Mais de 100 diretores-adjuntos de escolas da rede municipal de ensino de São Luís foram exonerados de forma coletiva pelo prefeito Eduardo Braide (PSD). Os atos foram publicados no Diário Oficial do Município – Edição Extra nº 317/XLV, no dia 30 de dezembro de 2025, em pleno recesso escolar e às vésperas do início do ano letivo, impactando diretamente dezenas de unidades de ensino e mais de uma centena de famílias de educadores da capital.
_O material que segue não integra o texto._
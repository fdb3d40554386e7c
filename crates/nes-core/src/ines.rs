//! iNES container header codec.
//!
//! The iNES format is a 16-byte header followed by an optional 512-byte
//! trainer, PRG ROM and optional CHR ROM. Only the original iNES layout
//! is handled here; NES 2.0 extensions and the VS System/PlayChoice-10
//! flags are ignored.
//!
//! Reference: https://www.nesdev.org/wiki/INES

use std::fmt;

pub const HEADER_LEN: usize = 16;
pub const TRAINER_LEN: usize = 512;
/// PRG ROM size unit (byte 4 of the header counts these).
pub const PRG_UNIT: usize = 16 * 1024;
/// CHR ROM size unit (byte 5 of the header counts these).
pub const CHR_UNIT: usize = 8 * 1024;

const MAGIC: &[u8; 4] = b"NES\x1a";

/// Name table mirroring declared in flags 6.
#[derive(Debug, Clone, Copy, PartialEq, Eq)]
pub enum Mirroring {
    Horizontal,
    Vertical,
    /// Four-screen VRAM; overrides the horizontal/vertical bit.
    FourScreen,
}

impl fmt::Display for Mirroring {
    fn fmt(&self, f: &mut fmt::Formatter<'_>) -> fmt::Result {
        match self {
            Self::Horizontal => write!(f, "horizontal"),
            Self::Vertical => write!(f, "vertical"),
            Self::FourScreen => write!(f, "four-screen"),
        }
    }
}

#[derive(Debug, thiserror::Error)]
pub enum HeaderError {
    #[error("file too short for an iNES header (need 16 bytes, got {0})")]
    TooShort(usize),
    #[error("iNES magic not found")]
    BadMagic,
    #[error("file truncated (header declares {declared} bytes, file has {actual})")]
    Truncated { declared: usize, actual: usize },
    #[error("invalid PRG ROM size {0} (need a multiple of 16 KiB, 16 KiB to 4 MiB)")]
    InvalidPrgSize(usize),
    #[error("invalid CHR ROM size {0} (need a multiple of 8 KiB, at most 2040 KiB)")]
    InvalidChrSize(usize),
}

/// Parsed iNES header.
///
/// The start offsets are derived once at parse time; the value is
/// immutable afterwards and safe to share freely.
#[derive(Debug, Clone, PartialEq, Eq)]
pub struct Header {
    pub trainer_start: usize,
    /// 0 or 512.
    pub trainer_size: usize,
    pub prg_start: usize,
    pub prg_size: usize,
    pub chr_start: usize,
    /// 0 means the cartridge uses CHR RAM instead of CHR ROM.
    pub chr_size: usize,
    pub mapper: u8,
    pub mirroring: Mirroring,
    /// Battery-backed or extra PRG RAM present.
    pub extra_ram: bool,
}

impl Header {
    /// Parse an iNES header.
    ///
    /// `bytes` must hold at least the first 16 bytes of the file;
    /// `file_size` is the true on-disk size, needed to detect files
    /// whose header declares more data than the file contains. Files
    /// larger than the declared size are accepted.
    pub fn parse(bytes: &[u8], file_size: usize) -> Result<Self, HeaderError> {
        if bytes.len() < HEADER_LEN || file_size < HEADER_LEN {
            return Err(HeaderError::TooShort(bytes.len().min(file_size)));
        }
        if &bytes[..4] != MAGIC {
            return Err(HeaderError::BadMagic);
        }

        // PRG ROM size unit count 0 means 256 (4 MiB).
        let prg_units = bytes[4] as usize;
        let prg_size = if prg_units == 0 { 256 } else { prg_units } * PRG_UNIT;
        let chr_size = bytes[5] as usize * CHR_UNIT;

        let flags6 = bytes[6];
        let flags7 = bytes[7];
        // Bytes 8-15 are reserved and ignored.

        let trainer_size = if flags6 & 0x04 != 0 { TRAINER_LEN } else { 0 };

        let declared = HEADER_LEN + trainer_size + prg_size + chr_size;
        if file_size < declared {
            return Err(HeaderError::Truncated {
                declared,
                actual: file_size,
            });
        }

        let mirroring = if flags6 & 0x08 != 0 {
            Mirroring::FourScreen
        } else if flags6 & 0x01 != 0 {
            Mirroring::Vertical
        } else {
            Mirroring::Horizontal
        };

        let prg_start = HEADER_LEN + trainer_size;
        Ok(Header {
            trainer_start: HEADER_LEN,
            trainer_size,
            prg_start,
            prg_size,
            chr_start: prg_start + prg_size,
            chr_size,
            mapper: (flags7 & 0xf0) | (flags6 >> 4),
            mirroring,
            extra_ram: flags6 & 0x02 != 0,
        })
    }

    /// The PRG ROM bytes of `data` (the whole file this header was
    /// parsed from).
    pub fn prg_rom<'a>(&self, data: &'a [u8]) -> &'a [u8] {
        &data[self.prg_start..self.prg_start + self.prg_size]
    }

    /// The CHR ROM bytes of `data`; empty if the cartridge has none.
    pub fn chr_rom<'a>(&self, data: &'a [u8]) -> &'a [u8] {
        &data[self.chr_start..self.chr_start + self.chr_size]
    }
}

/// Encode a 16-byte iNES header.
///
/// A PRG size of exactly 256 units (4 MiB) is written as byte value 0.
/// Trainers are never encoded; `parse` is the exact inverse for any
/// header with trainer size 0.
pub fn encode_header(
    prg_size: usize,
    chr_size: usize,
    mapper: u8,
    mirroring: Mirroring,
    extra_ram: bool,
) -> Result<[u8; HEADER_LEN], HeaderError> {
    if prg_size == 0 || prg_size % PRG_UNIT != 0 || prg_size / PRG_UNIT > 256 {
        return Err(HeaderError::InvalidPrgSize(prg_size));
    }
    if chr_size % CHR_UNIT != 0 || chr_size / CHR_UNIT > 255 {
        return Err(HeaderError::InvalidChrSize(chr_size));
    }

    let mut flags6 = (mapper & 0x0f) << 4;
    flags6 |= match mirroring {
        Mirroring::Horizontal => 0x00,
        Mirroring::Vertical => 0x01,
        Mirroring::FourScreen => 0x08,
    };
    if extra_ram {
        flags6 |= 0x02;
    }

    let mut header = [0u8; HEADER_LEN];
    header[..4].copy_from_slice(MAGIC);
    header[4] = (prg_size / PRG_UNIT % 256) as u8;
    header[5] = (chr_size / CHR_UNIT) as u8;
    header[6] = flags6;
    header[7] = mapper & 0xf0;
    // Bytes 8-15 stay zero.
    Ok(header)
}

#[cfg(test)]
mod tests {
    use super::*;

    fn rom(header: [u8; HEADER_LEN], payload: usize) -> Vec<u8> {
        let mut data = header.to_vec();
        data.resize(HEADER_LEN + payload, 0);
        data
    }

    #[test]
    fn parse_minimal_rom() {
        let header =
            encode_header(32 * 1024, 8 * 1024, 1, Mirroring::Vertical, true).unwrap();
        let data = rom(header, 32 * 1024 + 8 * 1024);
        let parsed = Header::parse(&data, data.len()).unwrap();

        assert_eq!(parsed.prg_start, 16);
        assert_eq!(parsed.prg_size, 32 * 1024);
        assert_eq!(parsed.chr_start, 16 + 32 * 1024);
        assert_eq!(parsed.chr_size, 8 * 1024);
        assert_eq!(parsed.mapper, 1);
        assert_eq!(parsed.mirroring, Mirroring::Vertical);
        assert!(parsed.extra_ram);
        assert_eq!(parsed.trainer_size, 0);
    }

    #[test]
    fn round_trip_all_fields() {
        for (prg, chr, mapper, mirroring, extra_ram) in [
            (16 * 1024, 0, 0, Mirroring::Horizontal, false),
            (128 * 1024, 128 * 1024, 4, Mirroring::FourScreen, false),
            (512 * 1024, 16 * 1024, 255, Mirroring::Vertical, true),
        ] {
            let header = encode_header(prg, chr, mapper, mirroring, extra_ram).unwrap();
            let data = rom(header, prg + chr);
            let parsed = Header::parse(&data, data.len()).unwrap();
            assert_eq!(parsed.prg_size, prg);
            assert_eq!(parsed.chr_size, chr);
            assert_eq!(parsed.mapper, mapper);
            assert_eq!(parsed.mirroring, mirroring);
            assert_eq!(parsed.extra_ram, extra_ram);
        }
    }

    #[test]
    fn prg_unit_count_256_wraps_to_zero() {
        let header =
            encode_header(256 * 16 * 1024, 0, 0, Mirroring::Horizontal, false).unwrap();
        assert_eq!(header[4], 0);

        let data = rom(header, 256 * 16 * 1024);
        let parsed = Header::parse(&data, data.len()).unwrap();
        assert_eq!(parsed.prg_size, 256 * 16 * 1024);
    }

    #[test]
    fn trainer_shifts_derived_offsets() {
        let mut header = encode_header(16 * 1024, 0, 0, Mirroring::Horizontal, false).unwrap();
        header[6] |= 0x04;
        let data = rom(header, TRAINER_LEN + 16 * 1024);
        let parsed = Header::parse(&data, data.len()).unwrap();
        assert_eq!(parsed.trainer_start, 16);
        assert_eq!(parsed.trainer_size, TRAINER_LEN);
        assert_eq!(parsed.prg_start, 16 + TRAINER_LEN);
        assert_eq!(parsed.chr_start, 16 + TRAINER_LEN + 16 * 1024);
    }

    #[test]
    fn four_screen_overrides_vertical() {
        let mut header = encode_header(16 * 1024, 0, 0, Mirroring::Horizontal, false).unwrap();
        header[6] |= 0x08 | 0x01;
        let data = rom(header, 16 * 1024);
        let parsed = Header::parse(&data, data.len()).unwrap();
        assert_eq!(parsed.mirroring, Mirroring::FourScreen);
    }

    #[test]
    fn rejects_short_header() {
        let err = Header::parse(&[0u8; 15], 15).unwrap_err();
        assert!(matches!(err, HeaderError::TooShort(15)));
    }

    #[test]
    fn rejects_bad_magic() {
        let mut data = rom([0u8; HEADER_LEN], 16 * 1024);
        data[..4].copy_from_slice(b"NES\x00");
        data[4] = 1;
        let err = Header::parse(&data, data.len()).unwrap_err();
        assert!(matches!(err, HeaderError::BadMagic));
    }

    #[test]
    fn rejects_truncated_file() {
        // Declares 32 KiB PRG but the file is only the header.
        let header = encode_header(32 * 1024, 0, 0, Mirroring::Horizontal, false).unwrap();
        let err = Header::parse(&header, HEADER_LEN).unwrap_err();
        assert!(matches!(err, HeaderError::Truncated { .. }));
    }

    #[test]
    fn accepts_oversized_file() {
        let header = encode_header(16 * 1024, 0, 0, Mirroring::Horizontal, false).unwrap();
        let data = rom(header, 16 * 1024 + 1000);
        assert!(Header::parse(&data, data.len()).is_ok());
    }

    #[test]
    fn encode_rejects_bad_sizes() {
        assert!(matches!(
            encode_header(0, 0, 0, Mirroring::Horizontal, false),
            Err(HeaderError::InvalidPrgSize(0))
        ));
        assert!(matches!(
            encode_header(16 * 1024 + 1, 0, 0, Mirroring::Horizontal, false),
            Err(HeaderError::InvalidPrgSize(_))
        ));
        assert!(matches!(
            encode_header(257 * 16 * 1024, 0, 0, Mirroring::Horizontal, false),
            Err(HeaderError::InvalidPrgSize(_))
        ));
        assert!(matches!(
            encode_header(16 * 1024, 100, 0, Mirroring::Horizontal, false),
            Err(HeaderError::InvalidChrSize(100))
        ));
        assert!(matches!(
            encode_header(16 * 1024, 256 * 8 * 1024, 0, Mirroring::Horizontal, false),
            Err(HeaderError::InvalidChrSize(_))
        ));
    }
}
As exonerações atingem gestores vinculados à Secretaria Municipal de Educação (SEMED) e, segundo a gestão municipal, têm como objetivo atender às exigências do novo Fundeb. A Prefeitura afirma que a medida está relacionada à Condicionalidade I do VAAR (Valor Aluno Ano Resultado), que condiciona o repasse de recursos federais à adoção de critérios técnicos de mérito e desempenho para o exercício de funções de gestão escolar.
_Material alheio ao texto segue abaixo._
//! `prg2cpu` and `prgbyte` — PRG ROM offset lookups.

use nes_core::{addr, mapper};

use crate::util::{fail, parse_hex, read_rom};

/// Print every CPU address a PRG ROM offset may be visible at.
pub fn run_prg2cpu(args: &[String]) {
    let [path, offset_text] = args else {
        fail("Usage: nes-tools prg2cpu <file.nes> <prg-offset-hex>");
    };
    let (_, header) = read_rom(path);

    let prg_addr = parse_hex(offset_text, "PRG ROM offset") as usize;
    if prg_addr >= header.prg_size {
        fail("PRG ROM offset must be smaller than the PRG ROM size");
    }

    let bank_size = mapper::min_prg_bank_size(header.prg_size, header.mapper);
    let cpu_addrs: Vec<String> = addr::prg_to_cpu(prg_addr, bank_size)
        .map(|cpu_addr| format!("0x{:04x}", cpu_addr))
        .collect();
    println!("Possible CPU addresses: {}", cpu_addrs.join(", "));
}

/// Print the byte value at a PRG ROM offset.
pub fn run_prgbyte(args: &[String]) {
    let [path, offset_text] = args else {
        fail("Usage: nes-tools prgbyte <file.nes> <prg-offset-hex>");
    };
    let (data, header) = read_rom(path);

    let prg_addr = parse_hex(offset_text, "PRG ROM offset") as usize;
    if prg_addr >= header.prg_size {
        fail("PRG ROM offset must be smaller than the PRG ROM size");
    }

    println!("0x{:02x}", header.prg_rom(&data)[prg_addr]);
}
De acordo com o texto do ato administrativo, a permanência de gestores que não integram o chamado Banco de Gestores Escolares — formado após o Processo Seletivo Simplificado (Edital nº 01/2025) — poderia comprometer o recebimento de recursos federais, gerando impacto financeiro ao município.
Apesar da justificativa oficial, a forma e o momento da decisão levantaram uma série de questionamentos. As exonerações ocorreram sem aviso prévio, sem diálogo com a categoria e sem comunicado público antecipado às comunidades escolares. Diretores e adjuntos que estavam há anos à frente das unidades, muitos com trabalho pedagógico reconhecido, foram desligados por meio de publicação oficial, sem período de transição.
Para críticos da medida, a ação em larga escala evidencia o uso da educação como instrumento de ajuste administrativo, priorizando metas financeiras em detrimento da continuidade pedagógica, da valorização profissional e da estabilidade das escolas no início do ano letivo.
Até o momento, a Prefeitura de São Luís e a SEMED não apresentaram esclarecimentos detalhados sobre como será feita a substituição imediata dos gestores, se haverá período de transição, quais escolas ficarão sem direção no início das aulas e como será garantida a continuidade administrativa e pedagógica.
Enquanto isso, diretores e adjuntos exonerados enfrentam a insegurança do desligamento repentino, e pais, alunos e professores seguem sem respostas sobre os impactos da decisão no funcionamento das escolas municipais.